The Sprint is a light aircraft developed in the United Kingdom in the 1980s, originally known as the Trago Mills SAH-1. It was produced by FLS Aerospace in two versions, the Club Sprint, and the Sprint 160. In both versions, it is a low wing, two seat, monoplane designed as an advanced aerobatic trainer with +6/-3 g capability. The aircraft is a fully aerobatic trainer similar to the Grob G 115 or the Slingsby Firefly, although it is of conventional riveted aluminium construction rather than the composite construction of the other two aircraft.

== Development ==
The Sprint was originally designed by Sydney A. Holloway while he was working for the British West country department store chain Trago Mills, which hoped to market the aircraft to Britain's armed forces as a replacement for the ageing Scottish Aviation Bulldog trainer. The original aircraft was designated the SAH-1 in honour of Mr. Holloway. The production and design of the 120 hp SAH-1 (now the FLS Club Sprint) was undertaken at Bodmin Airfield. The prototype first flew with Air Vice-Marshal Geoffrey Cairns at the controls on 23 August 1983. Two years later, on 12 December 1985, the SAH-1 gained its type certificate. In 1987, the plans were sold onto Orca Aircraft, but a slump in the world's economy left Orca Aircraft bankrupt in 1989. The plans for the SAH-1 again changed hands, this time to FLS Aerospace.

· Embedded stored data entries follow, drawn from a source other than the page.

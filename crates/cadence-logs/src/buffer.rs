// Copyright (c) 2025 Geoffrey Huntley <ghuntley@ghuntley.com>. All rights
// reserved. SPDX-License-Identifier: Proprietary

//! Thread-safe ring buffer for invocation events.

use std::collections::VecDeque;
use std::sync::atomic::{AtomicU64, Ordering};
use std::sync::Arc;

use parking_lot::RwLock;
use tokio::sync::broadcast;

use crate::entry::{EventKind, InvocationEvent};

/// Default buffer capacity.
pub const DEFAULT_CAPACITY: usize = 10_000;

/// A thread-safe ring buffer that stores recent invocation events.
///
/// When the buffer is full, oldest events are evicted to make room for new ones.
/// Supports both snapshot queries and real-time streaming via broadcast channel.
#[derive(Clone)]
pub struct EventLog {
	inner: Arc<EventLogInner>,
}

struct EventLogInner {
	events: RwLock<VecDeque<InvocationEvent>>,
	capacity: usize,
	next_id: AtomicU64,
	sender: broadcast::Sender<InvocationEvent>,
}

impl EventLog {
	pub fn new(capacity: usize) -> Self {
		let (sender, _) = broadcast::channel(1024);
		Self {
			inner: Arc::new(EventLogInner {
				events: RwLock::new(VecDeque::with_capacity(capacity)),
				capacity,
				next_id: AtomicU64::new(1),
				sender,
			}),
		}
	}

	pub fn with_default_capacity() -> Self {
		Self::new(DEFAULT_CAPACITY)
	}

	/// Push an event into the buffer, assigning it the next sequential ID.
	///
	/// If the buffer is full, the oldest event is evicted.
	pub fn push(&self, mut event: InvocationEvent) {
		event.id = self.inner.next_id.fetch_add(1, Ordering::Relaxed);

		{
			let mut events = self.inner.events.write();
			if events.len() >= self.inner.capacity {
				events.pop_front();
			}
			events.push_back(event.clone());
		}

		// Broadcast to subscribers (ignore errors if no subscribers)
		let _ = self.inner.sender.send(event);
	}

	/// Snapshot of every buffered event, oldest first.
	pub fn events(&self) -> Vec<InvocationEvent> {
		self.inner.events.read().iter().cloned().collect()
	}

	/// Events belonging to one invocation, oldest first.
	pub fn for_invocation(&self, invocation_id: &str) -> Vec<InvocationEvent> {
		self
			.inner
			.events
			.read()
			.iter()
			.filter(|e| e.invocation_id == invocation_id)
			.cloned()
			.collect()
	}

	/// Count events of `kind` for one invocation.
	pub fn count(&self, invocation_id: &str, kind: EventKind) -> usize {
		self
			.inner
			.events
			.read()
			.iter()
			.filter(|e| e.invocation_id == invocation_id && e.kind == kind)
			.count()
	}

	pub fn len(&self) -> usize {
		self.inner.events.read().len()
	}

	pub fn is_empty(&self) -> bool {
		self.inner.events.read().is_empty()
	}

	pub fn capacity(&self) -> usize {
		self.inner.capacity
	}

	/// Subscribe to events as they are pushed.
	pub fn subscribe(&self) -> broadcast::Receiver<InvocationEvent> {
		self.inner.sender.subscribe()
	}

	pub fn clear(&self) {
		self.inner.events.write().clear();
	}
}

impl Default for EventLog {
	fn default() -> Self {
		Self::with_default_capacity()
	}
}

#[cfg(test)]
mod tests {
	use super::*;
	use crate::entry::LogLevel;
	use chrono::Utc;

	fn event(invocation_id: &str, kind: EventKind, iteration: Option<u64>) -> InvocationEvent {
		InvocationEvent {
			id: 0,
			timestamp: Utc::now(),
			level: LogLevel::Info,
			kind,
			job_key: "DEFAULT.test".to_string(),
			worker_id: "worker-1".to_string(),
			invocation_id: invocation_id.to_string(),
			iteration,
			status: None,
			message: String::new(),
		}
	}

	#[test]
	fn test_push_assigns_sequential_ids() {
		let log = EventLog::new(100);

		log.push(event("a", EventKind::Start, None));
		log.push(event("a", EventKind::Progress, Some(0)));

		let events = log.events();
		assert_eq!(events.len(), 2);
		assert_eq!(events[0].id, 1);
		assert_eq!(events[1].id, 2);
	}

	#[test]
	fn test_capacity_eviction() {
		let log = EventLog::new(3);

		for i in 0..4 {
			log.push(event("a", EventKind::Progress, Some(i)));
		}

		assert_eq!(log.len(), 3);
		let events = log.events();
		assert_eq!(events[0].iteration, Some(1));
		assert_eq!(events[2].iteration, Some(3));
	}

	#[test]
	fn test_filter_by_invocation() {
		let log = EventLog::new(100);

		log.push(event("a", EventKind::Start, None));
		log.push(event("b", EventKind::Start, None));
		log.push(event("a", EventKind::Progress, Some(0)));
		log.push(event("a", EventKind::Progress, Some(1)));

		assert_eq!(log.for_invocation("a").len(), 3);
		assert_eq!(log.count("a", EventKind::Progress), 2);
		assert_eq!(log.count("b", EventKind::Progress), 0);
	}

	#[test]
	fn test_clear() {
		let log = EventLog::new(10);
		log.push(event("a", EventKind::Start, None));
		log.clear();
		assert!(log.is_empty());
		assert_eq!(log.capacity(), 10);
	}

	#[tokio::test]
	async fn test_broadcast_subscription() {
		let log = EventLog::new(100);
		let mut rx = log.subscribe();

		log.push(event("a", EventKind::End, None));

		let received = rx.recv().await.unwrap();
		assert_eq!(received.kind, EventKind::End);
		assert_eq!(received.invocation_id, "a");
	}
}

FLS Aerospace began modifying the basic SAH-1 and came up with two models, the Club Sprint, essentially the original SAH-1, and the Sprint 160, a re-engined Club Sprint, with a 160 hp aerobatic Lycoming and a Hoffman constant speed prop. FLS got as far as building a first run of five of these aircraft between 1993 and 1998 (of which four are complete and airworthy as of July 2025 – the others are in storage) while negotiating a building contract. However, before the Sprint could be produced FLS went bankrupt and the Sprint programme was put into storage.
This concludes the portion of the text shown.